Initial providers (e.g., Kirkland Connections, Mindful Therapy Group) misdiagnosed the condition and pursued treatment pathways (medication-first models) that the individual has documented as worsening executive dysfunction. When the correct diagnosis was later asserted, these entities did not adjust care or provide appropriate referrals for schizophrenia-specific supports.

This pattern can be framed as professional negligence contributing to exacerbation under VAPA and related malpractice standards, particularly where the misdiagnosis foreseeably delayed access to appropriate accommodations and supports.

VI. Strength of the Evidentiary Record

The public archive (Of Darkness & Light podcast and illith.net writings) is exceptionally powerful because it is:

  • Contemporaneous and time-stamped.

  • Unedited and raw, showing day-to-day progression of symptoms and pleas for help.
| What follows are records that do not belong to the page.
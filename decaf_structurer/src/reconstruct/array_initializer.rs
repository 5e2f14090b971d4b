//! Folding of array initializers.
//!
//! `new int[] {a, b, c}` compiles to a `newarray` duplicated once per element store:
//!
//! ```text
//! newarray int; dup; iconst_0; A; iastore; dup; iconst_1; B; iastore; ...
//! ```
//!
//! which the decoder renders as a `DupStore` of the allocation followed by element stores through
//! `DupLoad`s. The allocation and the stores collapse into a single initialized-array node spliced
//! into the final consumer of the array value.

use crate::node::{ConstValue, Node, NodeKind, count_in_expressions};

pub(crate) fn apply(list: &mut Vec<Node>) {
    let mut index = 0;
    while index < list.len() {
        let Some(folded) = try_fold(list, index) else {
            index += 1;
            continue;
        };
        let element_count = folded.values.len();
        let store_offset = list[index].offset;
        let NodeKind::DupStore { value: array } = list.remove(index).kind else {
            continue;
        };
        list.drain(index..index + element_count);

        let initializer = Node::new(
            array.offset,
            array.line,
            NodeKind::InitArray {
                array,
                values: folded.values,
            },
        );
        let is_reference = move |candidate: &Node| {
            matches!(candidate.kind, NodeKind::DupLoad { store_offset: candidate_offset }
                if candidate_offset == store_offset)
        };
        let mut replacement = Some(initializer);
        for consumer in list.iter_mut().skip(index) {
            if crate::node::replace_in_expressions(consumer, &is_reference, &mut replacement) {
                break;
            }
        }
    }
}

struct FoldedInitializer {
    values: Vec<Node>,
}

/// Match a `DupStore` of an array allocation at `index` followed by consecutive constant-index
/// element stores through its `DupLoad`s, with exactly one array use remaining afterwards.
fn try_fold(list: &mut [Node], index: usize) -> Option<FoldedInitializer> {
    let store_offset = list[index].offset;
    let NodeKind::DupStore { value: array } = &list[index].kind else {
        return None;
    };
    if !matches!(
        array.kind,
        NodeKind::NewArray { .. } | NodeKind::ANewArray { .. }
    ) {
        return None;
    }

    let references_store = move |candidate: &Node| {
        matches!(candidate.kind, NodeKind::DupLoad { store_offset: candidate_offset }
            if candidate_offset == store_offset)
    };
    let mut values = Vec::new();
    let mut cursor = index + 1;
    while cursor < list.len() {
        let NodeKind::ArrayStore {
            array: stored_array,
            index: element_index,
            value,
        } = &list[cursor].kind
        else {
            break;
        };
        if !references_store(stored_array) {
            break;
        }
        let expected = i32::try_from(values.len()).ok()?;
        let NodeKind::Const(ConstValue::Int(element)) = &element_index.kind else {
            break;
        };
        if *element != expected {
            break;
        }
        values.push(value.as_ref().clone());
        cursor += 1;
    }
    if values.is_empty() {
        return None;
    }

    // Exactly one use of the array must remain: its real consumer.
    let mut remaining = 0;
    for node in list.iter_mut().skip(cursor) {
        remaining += count_in_expressions(node, &references_store);
        if matches!(node.kind, NodeKind::DupLoad { store_offset: candidate } if candidate == store_offset)
        {
            remaining += 1;
        }
    }
    if remaining != 1 {
        return None;
    }
    Some(FoldedInitializer { values })
}

#[cfg(test)]
mod test {
    use super::*;
    use crate::node::TypeKind;

    fn dup_load(offset: i32, store_offset: i32) -> Node {
        Node::new(offset, -1, NodeKind::DupLoad { store_offset })
    }

    fn element_store(offset: i32, store_offset: i32, index: i32, value: i32) -> Node {
        Node::new(
            offset,
            -1,
            NodeKind::ArrayStore {
                array: Box::new(dup_load(offset, store_offset)),
                index: Box::new(Node::new(offset, -1, NodeKind::Const(ConstValue::Int(index)))),
                value: Box::new(Node::new(offset, -1, NodeKind::Const(ConstValue::Int(value)))),
            },
        )
    }

    #[test]
    fn test_folds_initializer_into_store() {
        let mut list = vec![
            Node::new(
                2,
                -1,
                NodeKind::DupStore {
                    value: Box::new(Node::new(
                        2,
                        -1,
                        NodeKind::NewArray {
                            kind: TypeKind::Int,
                            count: Box::new(Node::new(1, -1, NodeKind::Const(ConstValue::Int(2)))),
                        },
                    )),
                },
            ),
            element_store(5, 2, 0, 7),
            element_store(9, 2, 1, 8),
            Node::new(
                13,
                -1,
                NodeKind::Store {
                    kind: TypeKind::Reference,
                    index: 1,
                    value: Box::new(dup_load(12, 2)),
                },
            ),
        ];
        apply(&mut list);
        assert_eq!(1, list.len());
        let NodeKind::Store { value, .. } = &list[0].kind else {
            panic!("expected store, found {}", list[0]);
        };
        let NodeKind::InitArray { values, .. } = &value.kind else {
            panic!("expected initarray");
        };
        assert_eq!(2, values.len());
        assert!(matches!(values[0].kind, NodeKind::Const(ConstValue::Int(7))));
        assert!(matches!(values[1].kind, NodeKind::Const(ConstValue::Int(8))));
    }

    #[test]
    fn test_leaves_sparse_stores() {
        // Element index 1 is skipped, so this is not an initializer shape.
        let mut list = vec![
            Node::new(
                2,
                -1,
                NodeKind::DupStore {
                    value: Box::new(Node::new(
                        2,
                        -1,
                        NodeKind::NewArray {
                            kind: TypeKind::Int,
                            count: Box::new(Node::new(1, -1, NodeKind::Const(ConstValue::Int(4)))),
                        },
                    )),
                },
            ),
            element_store(5, 2, 2, 7),
            Node::new(
                13,
                -1,
                NodeKind::Store {
                    kind: TypeKind::Reference,
                    index: 1,
                    value: Box::new(dup_load(12, 2)),
                },
            ),
        ];
        let before = list.clone();
        apply(&mut list);
        assert_eq!(before, list);
    }
}
use std::fmt;

/// A decoded constant pool entry.
///
/// Only the constant kinds the decompiler core consumes are modeled; the upstream class file
/// reader is responsible for decoding the raw pool. Reference kinds hold the indices of their
/// component entries, exactly as they appear in the class file.
///
/// # References
///
/// See: <https://docs.oracle.com/javase/specs/jvms/se25/html/jvms-4.html#jvms-4.4>
#[derive(Clone, Debug, PartialEq)]
pub enum Constant {
    Utf8(String),
    Integer(i32),
    Float(f32),
    Long(i64),
    Double(f64),
    /// Name index of the class
    Class(u16),
    /// Utf8 index of the string value
    String(u16),
    FieldRef {
        class_index: u16,
        name_and_type_index: u16,
    },
    MethodRef {
        class_index: u16,
        name_and_type_index: u16,
    },
    InterfaceMethodRef {
        class_index: u16,
        name_and_type_index: u16,
    },
    NameAndType {
        name_index: u16,
        descriptor_index: u16,
    },
    InvokeDynamic {
        bootstrap_method_attr_index: u16,
        name_and_type_index: u16,
    },
}

impl Constant {
    /// Returns true for constants that occupy two constant pool slots (`long` and `double`).
    #[must_use]
    pub fn is_wide(&self) -> bool {
        matches!(self, Constant::Long(_) | Constant::Double(_))
    }
}

impl fmt::Display for Constant {
    fn fmt(&self, f: &mut fmt::Formatter) -> fmt::Result {
        match self {
            Constant::Utf8(value) => write!(f, "Utf8 {value}"),
            Constant::Integer(value) => write!(f, "Integer {value}"),
            Constant::Float(value) => write!(f, "Float {value}"),
            Constant::Long(value) => write!(f, "Long {value}"),
            Constant::Double(value) => write!(f, "Double {value}"),
            Constant::Class(index) => write!(f, "Class #{index}"),
            Constant::String(index) => write!(f, "String #{index}"),
            Constant::FieldRef {
                class_index,
                name_and_type_index,
            } => write!(f, "FieldRef #{class_index}.#{name_and_type_index}"),
            Constant::MethodRef {
                class_index,
                name_and_type_index,
            } => write!(f, "MethodRef #{class_index}.#{name_and_type_index}"),
            Constant::InterfaceMethodRef {
                class_index,
                name_and_type_index,
            } => write!(
                f,
                "InterfaceMethodRef #{class_index}.#{name_and_type_index}"
            ),
            Constant::NameAndType {
                name_index,
                descriptor_index,
            } => write!(f, "NameAndType #{name_index}:#{descriptor_index}"),
            Constant::InvokeDynamic {
                bootstrap_method_attr_index,
                name_and_type_index,
            } => write!(
                f,
                "InvokeDynamic #{bootstrap_method_attr_index}:#{name_and_type_index}"
            ),
        }
    }
}

#[cfg(test)]
mod test {
    use super::*;

    #[test]
    fn test_is_wide() {
        assert!(Constant::Long(42).is_wide());
        assert!(Constant::Double(42.1).is_wide());
        assert!(!Constant::Integer(42).is_wide());
        assert!(!Constant::Utf8("foo".to_string()).is_wide());
    }

    #[test]
    fn test_to_string() {
        assert_eq!("Utf8 foo", Constant::Utf8("foo".to_string()).to_string());
        assert_eq!("Integer 42", Constant::Integer(42).to_string());
        assert_eq!("Class #3", Constant::Class(3).to_string());
        assert_eq!(
            "FieldRef #1.#2",
            Constant::FieldRef {
                class_index: 1,
                name_and_type_index: 2
            }
            .to_string()
        );
    }
}
//! Error types for the decaf class file model.
//!
//! The main type exported is the [`Error`] enum, which represents all possible errors that can
//! occur while resolving constants, descriptors and local variables. The module also provides a
//! [`Result`] type alias for convenience.

use std::num::TryFromIntError;

/// A specialized Result type for decaf class file operations.
///
/// This is a type alias for the standard library's [`Result`](core::result::Result) type with the
/// error type defaulting to [`Error`].
pub type Result<T, E = Error> = core::result::Result<T, E>;

/// Errors that can occur when working with decoded class file entities.
#[derive(Debug, thiserror::Error, PartialEq)]
pub enum Error {
    /// The constant pool is full
    #[error("Constant pool overflow")]
    ConstantPoolOverflow,
    /// Invalid constant pool index
    #[error("Invalid constant pool index {0}")]
    InvalidConstantPoolIndex(u16),
    /// Invalid constant pool index type
    #[error("Invalid constant pool index type {0}")]
    InvalidConstantPoolIndexType(u16),
    /// Invalid local variable reference
    #[error("Invalid local variable index {index} at offset {offset}")]
    InvalidLocalVariable { index: u16, offset: i32 },
    /// An error occurred while parsing a method descriptor
    #[error("Invalid method descriptor: {0}")]
    InvalidMethodDescriptor(String),
    /// Error when attempting to convert a numeric value to a different type
    #[error(transparent)]
    TryFromIntError(#[from] TryFromIntError),
}

#[cfg(test)]
mod test {
    use super::*;

    #[test]
    fn test_invalid_constant_pool_index() {
        let error = Error::InvalidConstantPoolIndex(42);
        assert_eq!(error.to_string(), "Invalid constant pool index 42");
    }

    #[test]
    fn test_invalid_local_variable() {
        let error = Error::InvalidLocalVariable {
            index: 3,
            offset: 17,
        };
        assert_eq!(
            error.to_string(),
            "Invalid local variable index 3 at offset 17"
        );
    }
}
//! # decaf classfile
//!
//! Decoded class file entity model for the decaf decompiler: the constant pool, method
//! descriptors, access flags, and the attribute tables (`LocalVariableTable`, `LineNumberTable`,
//! exception table) the structural reconstruction core consumes and mutates.
//!
//! Byte-level class file parsing is an upstream collaborator; these types model already decoded
//! entities. The constant pool is append-only so the analysis can introduce the UTF-8, class and
//! field reference entries it needs for inserted casts while keeping existing indices stable.
#![forbid(unsafe_code)]
#![allow(dead_code)]
#![deny(clippy::pedantic)]
#![deny(clippy::unwrap_in_result)]
#![deny(clippy::unwrap_used)]

mod class_file;
mod constant;
mod constant_pool;
mod descriptor;
mod error;
mod exception_table;
mod line_number;
mod local_variable;
mod method;
mod method_access_flags;
mod reference_map;

pub use class_file::{ClassFile, JAVA_1_1, JAVA_5, JAVA_7};
pub use constant::Constant;
pub use constant_pool::ConstantPool;
pub use descriptor::MethodDescriptor;
pub use error::{Error, Result};
pub use exception_table::ExceptionTableEntry;
pub use line_number::{LineNumberEntry, LineNumberTable};
pub use local_variable::{
    DeclarationState, LocalVariable, LocalVariableTable, UNKNOWN_LINE_NUMBER,
};
pub use method::Method;
pub use method_access_flags::MethodAccessFlags;
pub use reference_map::ReferenceMap;
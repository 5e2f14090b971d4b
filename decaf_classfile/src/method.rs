use crate::exception_table::ExceptionTableEntry;
use crate::line_number::LineNumberTable;
use crate::local_variable::LocalVariableTable;
use crate::method_access_flags::MethodAccessFlags;

/// A decoded method.
///
/// Carries the subset of the class file `method_info` structure the structural analysis consumes:
/// the `Code` attribute bytes together with its exception table and the decoded
/// `LineNumberTable`/`LocalVariableTable` attributes. Methods without a `Code` attribute
/// (`abstract`, `native`) have an empty `code`.
#[derive(Clone, Debug, Default, PartialEq)]
pub struct Method {
    pub access_flags: MethodAccessFlags,
    pub name_index: u16,
    pub descriptor_index: u16,
    pub code: Vec<u8>,
    pub exception_table: Vec<ExceptionTableEntry>,
    pub line_numbers: LineNumberTable,
    pub local_variables: LocalVariableTable,
    /// Set when the structural analysis of this method failed; any partially analyzed nodes are
    /// kept by the caller.
    pub contains_error: bool,
}

impl Method {
    /// Returns true if slot 0 holds `this` rather than the first parameter.
    #[must_use]
    pub fn has_this(&self) -> bool {
        !self.access_flags.contains(MethodAccessFlags::STATIC)
    }
}

#[cfg(test)]
mod test {
    use super::*;

    #[test]
    fn test_has_this() {
        let mut method = Method::default();
        assert!(method.has_this());
        method.access_flags = MethodAccessFlags::STATIC;
        assert!(!method.has_this());
    }
}
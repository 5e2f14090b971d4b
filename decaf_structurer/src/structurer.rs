//! The per-class driver.
//!
//! For each method: decode, aggregate exception regions and build their blocks innermost-first,
//! run the expression reconstructor battery, recognize loops/switches/conditionals, place
//! declarations, rewrite the remaining jumps, insert labels, and run the final cleanups. Errors
//! never cross a method boundary: a failing method is marked `contains_error`, its partial node
//! list is kept, and analysis continues with the next method.

use crate::analyze::{AnalyzeContext, ReturnSites, Scope, analyze_list};
use crate::decode;
use crate::declaration;
use crate::error::Result;
use crate::exception;
use crate::labels::{JumpScope, insert_labels, rewrite_jumps};
use crate::node::{Node, NodeKind, last_offset, walk_list_mut};
use crate::reconstruct;
use crate::synchronized_block;
use crate::try_block;
use ahash::AHashSet;
use decaf_classfile::{
    ClassFile, ConstantPool, LocalVariableTable, Method, MethodDescriptor, ReferenceMap,
};
use tracing::debug;

/// The structured statement tree of one method.
#[derive(Clone, Debug)]
pub struct MethodStructure {
    /// Index of the method in [`ClassFile::methods`].
    pub method_index: usize,
    /// The structured node list; partial when the method is marked `contains_error`.
    pub nodes: Vec<Node>,
}

/// Structure every method of a class.
///
/// Failures are contained per method: the method is marked `contains_error`, its partial node
/// list is kept, and the remaining methods are still analyzed.
pub fn structure_class(
    class_file: &mut ClassFile,
    references: &mut ReferenceMap,
) -> Vec<MethodStructure> {
    let mut methods = std::mem::take(&mut class_file.methods);
    let mut structures = Vec::new();
    for (method_index, method) in methods.iter_mut().enumerate() {
        if method.code.is_empty() {
            continue;
        }
        let mut nodes = Vec::new();
        if let Err(error) = structure_method_into(class_file, method, references, &mut nodes) {
            method.contains_error = true;
            debug!("Structural analysis of method {method_index} failed: {error}");
        }
        structures.push(MethodStructure {
            method_index,
            nodes,
        });
    }
    class_file.methods = methods;
    structures
}

/// Structure a single method.
///
/// # Errors
///
/// Returns an error when the bytecode is malformed or an instruction pattern does not have a
/// recognized shape; the spine of the error taxonomy is in [`crate::Error`].
pub fn structure_method(
    class_file: &mut ClassFile,
    method: &mut Method,
    references: &mut ReferenceMap,
) -> Result<Vec<Node>> {
    let mut nodes = Vec::new();
    structure_method_into(class_file, method, references, &mut nodes)?;
    Ok(nodes)
}

fn structure_method_into(
    class_file: &mut ClassFile,
    method: &mut Method,
    references: &mut ReferenceMap,
    nodes: &mut Vec<Node>,
) -> Result<()> {
    let descriptor = MethodDescriptor::parse(
        class_file
            .constant_pool
            .try_get_utf8(method.descriptor_index)?,
    )?;
    let mut parameter_slots = descriptor.parameter_slots();
    if method.has_this() {
        parameter_slots += 1;
    }
    // Slots missing from the class file's table still need entries so `this` and the parameters
    // never receive declarations.
    for slot in 0..parameter_slots {
        method.local_variables.find_or_create(slot, 0);
    }
    method.local_variables.mark_parameters_declared(parameter_slots);

    *nodes = decode::decode(
        &class_file.constant_pool,
        &method.code,
        &method.exception_table,
        &method.line_numbers,
        &mut method.local_variables,
    )?;
    let returns = ReturnSites::collect(nodes);

    // Protected regions, innermost first.
    let regions = exception::aggregate(nodes, &method.exception_table);
    for region in &regions {
        if region.synchronized {
            synchronized_block::build(
                nodes,
                region,
                &mut class_file.constant_pool,
                &mut method.local_variables,
            )?;
        } else {
            try_block::build(
                nodes,
                region,
                &mut class_file.constant_pool,
                &mut method.local_variables,
            )?;
        }
    }

    reconstruct::run(
        nodes,
        &mut class_file.constant_pool,
        &mut method.local_variables,
    )?;

    let after_list = last_offset(nodes) + 1;
    let mut context = AnalyzeContext {
        constant_pool: &mut class_file.constant_pool,
        local_variables: &mut method.local_variables,
        switch_maps: &class_file.switch_maps,
        major_version: class_file.major_version,
        returns,
        labels: AHashSet::new(),
    };
    analyze_list(nodes, &Scope::method(after_list), &mut context)?;
    let AnalyzeContext {
        returns,
        labels: mut label_set,
        ..
    } = context;

    declaration::place(nodes, 0, after_list, &mut method.local_variables);
    rewrite_jumps(
        nodes,
        &JumpScope::method(),
        after_list,
        &returns,
        &mut label_set,
    );
    insert_labels(nodes, &label_set);

    remove_trailing_return(nodes);
    insert_return_casts(
        nodes,
        &descriptor,
        &mut class_file.constant_pool,
        &method.local_variables,
    )?;
    register_references(nodes, &class_file.constant_pool, references);
    Ok(())
}

/// Drop the synthetic `return` the compiler appends to a void method; a nested trailing `return`
/// is dropped when its line number precedes its predecessor's.
fn remove_trailing_return(nodes: &mut Vec<Node>) {
    let drop_last = match nodes.as_slice() {
        [.., previous, last] => {
            matches!(last.kind, NodeKind::Return)
                && (last.line < 0 || previous.line < 0 || last.line <= previous.line)
        }
        [only] => matches!(only.kind, NodeKind::Return),
        [] => false,
    };
    if drop_last {
        nodes.pop();
    }
}

/// Add an explicit cast on a `return` whose reconstructed value is `Object` while the method
/// returns something more specific; the class constant is appended to the pool.
fn insert_return_casts(
    nodes: &mut [Node],
    descriptor: &MethodDescriptor,
    constant_pool: &mut ConstantPool,
    local_variables: &LocalVariableTable,
) -> Result<()> {
    let return_type = descriptor.return_type.as_str();
    if !return_type.starts_with('L')
        || !return_type.ends_with(';')
        || return_type == "Ljava/lang/Object;"
    {
        return Ok(());
    }

    let mut needs_cast: Vec<(i32, u16)> = Vec::new();
    {
        let locals = &local_variables;
        let pool = &*constant_pool;
        walk_list_mut(nodes, &mut |node| {
            let NodeKind::ValueReturn { value } = &node.kind else {
                return;
            };
            let Some(slot) = value.load_slot() else {
                return;
            };
            let Some(variable) = locals.find(slot, value.offset) else {
                return;
            };
            if matches!(
                pool.try_get_utf8(variable.descriptor_index),
                Ok("Ljava/lang/Object;")
            ) {
                needs_cast.push((node.offset, slot));
            }
        });
    }
    if needs_cast.is_empty() {
        return Ok(());
    }

    let class_name = &return_type[1..return_type.len() - 1];
    let class_index = constant_pool.add_class(class_name)?;
    walk_list_mut(nodes, &mut |node| {
        let offset = node.offset;
        let NodeKind::ValueReturn { value } = &mut node.kind else {
            return;
        };
        if !needs_cast
            .iter()
            .any(|(cast_offset, _)| *cast_offset == offset)
        {
            return;
        }
        if matches!(value.kind, NodeKind::CheckCast { .. }) {
            return;
        }
        let inner = std::mem::replace(
            value.as_mut(),
            Node::new(offset, -1, NodeKind::Return),
        );
        let value_offset = inner.offset;
        let value_line = inner.line;
        *value.as_mut() = Node::new(
            value_offset,
            value_line,
            NodeKind::CheckCast {
                class_index,
                value: Box::new(inner),
            },
        );
    });
    Ok(())
}
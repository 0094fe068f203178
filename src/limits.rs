//! Hard ceilings on what a single engine will hold.

pub const MAX_RESOURCES: usize = 10_000;
pub const MAX_INTERVALS_PER_RESOURCE: usize = 100_000;
pub const MAX_TEAMS: usize = 10_000;
pub const MAX_USERS: usize = 100_000;

pub const MAX_NAME_LEN: usize = 100;
pub const MAX_DESCRIPTION_LEN: usize = 4_096;
pub const MAX_NOTE_LEN: usize = 2_048;
pub const MAX_EMAIL_LEN: usize = 254;
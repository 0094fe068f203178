use ulid::Ulid;

use crate::limits::*;
use crate::model::*;

use super::{apply_to_resource, Engine, EngineError};

fn check_user_fields(user: &User) -> Result<(), EngineError> {
    let names = [&user.username, &user.first_name, &user.last_name];
    if names.iter().any(|n| n.len() > MAX_NAME_LEN) {
        return Err(EngineError::LimitExceeded("user name too long"));
    }
    if user.email.len() > MAX_EMAIL_LEN {
        return Err(EngineError::LimitExceeded("email too long"));
    }
    Ok(())
}

impl Engine {
    /// Apply a team or user event to the in-memory directory.
    pub(super) fn apply_directory(&self, event: &Event) {
        match event {
            Event::TeamCreated { id, name } | Event::TeamRenamed { id, name } => {
                self.teams.insert(
                    *id,
                    Team {
                        id: *id,
                        name: name.clone(),
                    },
                );
            }
            Event::TeamDeleted { id } => {
                self.teams.remove(id);
            }
            Event::UserRegistered { user } | Event::UserUpdated { user } => {
                self.users.insert(user.id, user.clone());
            }
            Event::UserRemoved { id } => {
                self.users.remove(id);
            }
            _ => {}
        }
    }

    async fn persist_directory(&self, event: &Event) -> Result<(), EngineError> {
        self.wal_append(event).await?;
        self.apply_directory(event);
        Ok(())
    }

    fn check_team_ref(&self, team_id: Option<Ulid>) -> Result<(), EngineError> {
        match team_id {
            Some(id) if !self.teams.contains_key(&id) => Err(EngineError::NotFound(id)),
            _ => Ok(()),
        }
    }

    // ── Teams ────────────────────────────────────────────────

    pub async fn create_team(&self, id: Ulid, name: String) -> Result<(), EngineError> {
        if self.teams.len() >= MAX_TEAMS {
            return Err(EngineError::LimitExceeded("too many teams"));
        }
        if name.len() > MAX_NAME_LEN {
            return Err(EngineError::LimitExceeded("team name too long"));
        }
        if self.teams.contains_key(&id) {
            return Err(EngineError::AlreadyExists(id));
        }
        self.persist_directory(&Event::TeamCreated { id, name }).await
    }

    pub async fn rename_team(&self, id: Ulid, name: String) -> Result<(), EngineError> {
        if name.len() > MAX_NAME_LEN {
            return Err(EngineError::LimitExceeded("team name too long"));
        }
        if !self.teams.contains_key(&id) {
            return Err(EngineError::NotFound(id));
        }
        self.persist_directory(&Event::TeamRenamed { id, name }).await
    }

    /// Delete a team that no user belongs to anymore, dropping its
    /// reservations in every room. Returns the dropped reservations.
    pub async fn delete_team(&self, id: Ulid) -> Result<Vec<ReservedInterval>, EngineError> {
        if !self.teams.contains_key(&id) {
            return Err(EngineError::NotFound(id));
        }
        if self.users.iter().any(|u| u.team_id == Some(id)) {
            return Err(EngineError::TeamInUse(id));
        }

        let event = Event::TeamDeleted { id };
        self.persist_directory(&event).await?;

        let mut dropped = Vec::new();
        for rs in self.store.resources() {
            let mut guard = rs.write().await;
            let before = guard.intervals.len();
            let owned: Vec<_> = guard
                .intervals
                .iter()
                .filter(|i| i.team_id == id)
                .cloned()
                .collect();
            apply_to_resource(&self.store, &mut guard, &event);
            if guard.intervals.len() != before {
                self.notify.send(guard.id, &event);
            }
            dropped.extend(owned);
        }
        for interval in &dropped {
            self.reminded.remove(&interval.id);
        }
        tracing::info!("deleted team {id} and {} reservations", dropped.len());
        Ok(dropped)
    }

    pub fn get_team(&self, id: &Ulid) -> Option<Team> {
        self.teams.get(id).map(|t| t.value().clone())
    }

    /// All teams, ordered by name.
    pub fn list_teams(&self) -> Vec<Team> {
        let mut teams: Vec<Team> = self.teams.iter().map(|t| t.value().clone()).collect();
        teams.sort_by(|a, b| a.name.cmp(&b.name).then(a.id.cmp(&b.id)));
        teams
    }

    // ── Users ────────────────────────────────────────────────

    pub async fn register_user(&self, user: User) -> Result<(), EngineError> {
        if self.users.len() >= MAX_USERS {
            return Err(EngineError::LimitExceeded("too many users"));
        }
        check_user_fields(&user)?;
        if self.users.contains_key(&user.id) {
            return Err(EngineError::AlreadyExists(user.id));
        }
        self.check_team_ref(user.team_id)?;
        self.persist_directory(&Event::UserRegistered { user }).await
    }

    /// Replace a user's profile, including team membership.
    pub async fn update_user(&self, user: User) -> Result<(), EngineError> {
        check_user_fields(&user)?;
        if !self.users.contains_key(&user.id) {
            return Err(EngineError::NotFound(user.id));
        }
        self.check_team_ref(user.team_id)?;
        self.persist_directory(&Event::UserUpdated { user }).await
    }

    /// Reservations the user requested stay; they keep the bare requester id.
    pub async fn remove_user(&self, id: Ulid) -> Result<(), EngineError> {
        if !self.users.contains_key(&id) {
            return Err(EngineError::NotFound(id));
        }
        self.persist_directory(&Event::UserRemoved { id }).await
    }

    pub fn get_user(&self, id: &Ulid) -> Option<User> {
        self.users.get(id).map(|u| u.value().clone())
    }

    /// Members of a team, ordered by username.
    pub fn team_members(&self, team_id: Ulid) -> Vec<User> {
        let mut members: Vec<User> = self
            .users
            .iter()
            .filter(|u| u.team_id == Some(team_id))
            .map(|u| u.value().clone())
            .collect();
        members.sort_by(|a, b| a.username.cmp(&b.username));
        members
    }
}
  • Publicly accessible, giving every named actor clear notice of the disability and resulting harm.

Washington courts routinely admit such digital records as evidence of knowledge, intent, and damages in VAPA and ADA cases.

VII. Overall Liability Framework

The combined conduct creates a coherent narrative of systemic, multi-party exacerbation of a known vulnerable adult’s disability:

  • Family: direct abandonment and punitive legal actions.

  • Restraining-order filers: active exacerbation through legal process.

  • Court: procedural failure to accommodate.

  • Governor’s office and state agencies: failure of protective duty.

  • Psychiatric providers: misdiagnosis and failure to correct course.

This pattern is not isolated misfortune; it is a foreseeable, documented chain of neglect and exacerbation that VAPA was expressly designed to address. Civil liability under RCW 74.34 can include compensatory damages, attorney fees, and, in egregious cases, treble damages or punitive awards. Parallel claims under the ADA, Section 504, and common-law negligence further strengthen the case.

The contemporaneous public record transforms what might otherwise be dismissed as “family disagreement” into a provable, high-value VAPA claim with clear pathways to both individual and systemic accountability.

This memorandum is provided for counsel’s consideration. It is based solely on the publicly available, time-stamped record referenced above and does not constitute legal advice. A full case evaluation with counsel is recommended.